Skip to content

Conversation

horheynm
Copy link

@horheynm horheynm commented Mar 7, 2025

Blocked on : neuralmagic/compressed-tensors#270

SUMMARY:
Quantize the output activation of the attention layers for channel wise -> did not have support -> selected wrong dim to quantize.
Quantize the kv-cache for channel wise int8 -> previously only supported tensor-wise. Next PR

Attention we need to worry about is the QKV. O/Up/down is not quantized.

Math:
x is the input vector -> tokenized + embedding
weight for QKV is Linear modules
output is the forward call of QKV with x

# x
(Pdb) hidden_states.shape -> torch.Size([1, 1930, 4096]) -> [batch, seq_len, hidden_size]

# weight
(Pdb) self.q_proj.weight.shape -> torch.Size([4096, 4096]) -- [hidden_size, hidden_size]
(Pdb) self.k_proj.weight.shape -> torch.Size([1024, 4096]) -- [num_key_value_heads * head_dim, hidden_size]
(Pdb) self.v_proj.weight.shape -> torch.Size([1024, 4096]) -- [num_key_value_heads * head_dim, hidden_size]

# output
(Pdb) self.q_proj(hidden_states).shape -> torch.Size([1, 1930, 4096]) -> [batch, seq_len, hidden_size]
(Pdb) self.k_proj(hidden_states).shape -> torch.Size([1, 1930, 1024]) -> [batch, seq_len, num_key_value_heads * head_dim]
(Pdb) self.v_proj(hidden_states).shape -> torch.Size([1, 1930, 1024]) -> [batch, seq_len, num_key_value_heads * head_dim]

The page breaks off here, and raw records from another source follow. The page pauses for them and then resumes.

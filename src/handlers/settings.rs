//! 소셜 로그인 관리자 설정 핸들러
//!
//! 관리자 역할(`admin`)이 필요한 스코프에 등록됩니다.
//!
//! # Endpoints
//!
//! - `GET /admin/config/social-api/social-auth` - 통합 목록
//! - `GET /admin/config/social-api/social-auth/yelp` - Yelp 설정 조회
//! - `PUT /admin/config/social-api/social-auth/yelp` - Yelp 설정 저장
use actix_web::{get, put, web, HttpResponse};
use log::info;
use validator::Validate;

use crate::core::registry::YELP_PLUGIN_ID;
use crate::core::state::AppState;
use crate::domain::dto::request::settings_request::UpdateSettingsRequest;
use crate::domain::dto::response::settings_response::SettingsResponse;
use crate::domain::models::auth::AuthenticatedUser;
use crate::errors::errors::AppError;

/// 등록된 소셜 네트워크 목록
#[get("/social-auth")]
pub async fn list_integrations(state: web::Data<AppState>) -> HttpResponse {
    HttpResponse::Ok().json(state.networks.networks())
}

/// Yelp 설정 조회
///
/// 비밀값은 마스킹되며, 프로바이더 앱에 등록할 리다이렉트 URI와 Origin을 함께 반환합니다.
#[get("/social-auth/yelp")]
pub async fn get_yelp_settings(state: web::Data<AppState>) -> Result<HttpResponse, AppError> {
    let settings = state.settings.load(YELP_PLUGIN_ID).await?;

    Ok(HttpResponse::Ok().json(SettingsResponse::new(
        &settings,
        state.yelp_auth.redirect_uri(),
        state.yelp_auth.base_url().to_string(),
    )))
}

/// Yelp 설정 저장
#[put("/social-auth/yelp")]
pub async fn update_yelp_settings(
    admin: AuthenticatedUser,
    state: web::Data<AppState>,
    payload: web::Json<UpdateSettingsRequest>,
) -> Result<HttpResponse, AppError> {
    payload.validate()
        .map_err(|e| AppError::ValidationError(e.to_string()))?;

    let saved = state
        .settings
        .save(YELP_PLUGIN_ID, payload.into_inner().into_settings())
        .await?;
    info!("관리자 {}가 Yelp 설정을 변경했습니다", admin.username);

    Ok(HttpResponse::Ok().json(SettingsResponse::new(
        &saved,
        state.yelp_auth.redirect_uri(),
        state.yelp_auth.base_url().to_string(),
    )))
}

# key_states, value_states shape
[batch, num_key_value_heads, seq_len, head_dim]

Expected output scales and zp shapes for output activations

q_proj activations -> [4096] -> [hidden_size]
k_proj activations -> [1024] -> [num_key_value_heads * head_dim]
v_proj activations -> [1024] -> [num_key_value_heads * head_dim]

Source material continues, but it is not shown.